■ **Input for this task**
┄┄┄┄┄┄┄┄┄┄┄┄┄┄┄┄┄┄┄┄
fn punctuation_rules(language: Language) -> Result<Vec<CorrectionRule>, CorrectionError> {
    let ellipsis = if language == Language::English { "..." } else { "…" };
    let mut rules = vec![
        CorrectionRule::new("contraction_quote", r"(\w)['‘’]+(\w)", "${1}'${2}")?,
        CorrectionRule::new("attribution_dash", r"\n([A-Z]\w+)$", "\n—${1}")?,
        CorrectionRule::new("spaced_ellipsis", r"(?:[\x{a0} ]?\.[\x{a0} ]?){3}", ellipsis)?,
        CorrectionRule::new("ellipsis_periods", r"\.*…(?: ?\.+)?", "…")?,
        CorrectionRule::new("non_breaking_space", r"\x{a0}", " ")?,
        CorrectionRule::new("leading_single_quote", "^‘", "“")?,
        CorrectionRule::new("trailing_comma", ",$", ".")?,
    ];

    rules.extend(match language {
        Language::English => vec![
            CorrectionRule::new("en_contraction", r"\b([Tt]hey|[Yy]ou)(ll|re)\b", "${1}'${2}")?,
            CorrectionRule::new(
                "en_shortening_start",
                r"(?i)(\s)[‘’]((?:cause|em|til)(?:[,.?!]|\s|$))",
                "${1}'${2}",
            )?,
            CorrectionRule::new("en_shortening_in", r"(?i)(\win)[‘’]([,.?!]|\s|$)", "${1}'${2}")?,
            CorrectionRule::new("en_shortening_ol", r"(?i)(\sol)[‘’](\s|$)", "${1}'${2}")?,
        ],
        Language::German => vec![
            CorrectionRule::new("de_space_before_ellipsis", r"(\w)…", "${1} …")?,
            CorrectionRule::new("de_space_after_ellipsis", r"…(\w)", "… ${1}")?,
            CorrectionRule::new("de_closing_quote", "”", "“")?,
            CorrectionRule::new(
                "de_elision",
                r"(?i)((?:^|\s)h(?:ab|ätt|ör))[‘’](\s|$)",
                "${1}'${2}",
            )?,
            CorrectionRule::new("de_elision_nen", r"(\s)[‘’](ne[nm]?\s)", "${1}'${2}")?,
        ],
        Language::Italian => vec![
            CorrectionRule::new("it_space_after_ellipsis", r"…(\w)", "… ${1}")?,
            CorrectionRule::new("it_attribution_space", r"(”\s—) ([A-Z])", "${1}${2}")?,
            CorrectionRule::new("it_exclamation", r" ?\.””", "!”")?,
            CorrectionRule::new("it_po", r"(\spo)’(\.|\s)", "${1}'${2}")?,
        ],
        Language::French => Vec::new(),
    });

    rules.extend([
        CorrectionRule::new("trailing_dashes", r"[ \-_]+$", "")?,
        CorrectionRule::new("double_opening_quote", "““", "“")?,
        CorrectionRule::new("straight_opening_quote", "^\"", "“")?,
    ]);
    Ok(rules)
}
┄┄┄┄┄┄┄┄┄┄┄┄┄┄┄┄┄┄┄┄
■ **Task details**
Write every record out again, letter for letter.

■ **Finished exercise**
fn punctuation_rules(language: Language) -> Result<Vec<CorrectionRule>, CorrectionError> {
    let ellipsis = if language == Language::English { "..." } else { "…" };
    let mut rules = vec![
        CorrectionRule::new("contraction_quote", r"(\w)['‘’]+(\w)", "${1}'${2}")?,
        CorrectionRule::new("attribution_dash", r"\n([A-Z]\w+)$", "\n—${1}")?,
        CorrectionRule::new("spaced_ellipsis", r"(?:[\x{a0} ]?\.[\x{a0} ]?){3}", ellipsis)?,
        CorrectionRule::new("ellipsis_periods", r"\.*…(?: ?\.+)?", "…")?,
        CorrectionRule::new("non_breaking_space", r"\x{a0}", " ")?,
        CorrectionRule::new("leading_single_quote", "^‘", "“")?,
        CorrectionRule::new("trailing_comma", ",$", ".")?,
    ];

    rules.extend(match language {
        Language::English => vec![
            CorrectionRule::new("en_contraction", r"\b([Tt]hey|[Yy]ou)(ll|re)\b", "${1}'${2}")?,
            CorrectionRule::new(
                "en_shortening_start",
                r"(?i)(\s)[‘’]((?:cause|em|til)(?:[,.?!]|\s|$))",
                "${1}'${2}",
            )?,
            CorrectionRule::new("en_shortening_in", r"(?i)(\win)[‘’]([,.?!]|\s|$)", "${1}'${2}")?,
            CorrectionRule::new("en_shortening_ol", r"(?i)(\sol)[‘’](\s|$)", "${1}'${2}")?,
        ],
        Language::German => vec![
            CorrectionRule::new("de_space_before_ellipsis", r"(\w)…", "${1} …")?,
            CorrectionRule::new("de_space_after_ellipsis", r"…(\w)", "… ${1}")?,
            CorrectionRule::new("de_closing_quote", "”", "“")?,
            CorrectionRule::new(
                "de_elision",
                r"(?i)((?:^|\s)h(?:ab|ätt|ör))[‘’](\s|$)",
                "${1}'${2}",
            )?,
            CorrectionRule::new("de_elision_nen", r"(\s)[‘’](ne[nm]?\s)", "${1}'${2}")?,
        ],
        Language::Italian => vec![
            CorrectionRule::new("it_space_after_ellipsis", r"…(\w)", "… ${1}")?,
            CorrectionRule::new("it_attribution_space", r"(”\s—) ([A-Z])", "${1}${2}")?,
            CorrectionRule::new("it_exclamation", r" ?\.””", "!”")?,
            CorrectionRule::new("it_po", r"(\spo)’(\.|\s)", "${1}'${2}")?,
        ],
        Language::French => Vec::new(),
    });

    rules.extend([
        CorrectionRule::new("trailing_dashes", r"[ \-_]+$", "")?,
        CorrectionRule::new("double_opening_quote", "““", "“")?,
        CorrectionRule::new("straight_opening_quote", "^\"", "“")?,
    ]);
    Ok(rules)
}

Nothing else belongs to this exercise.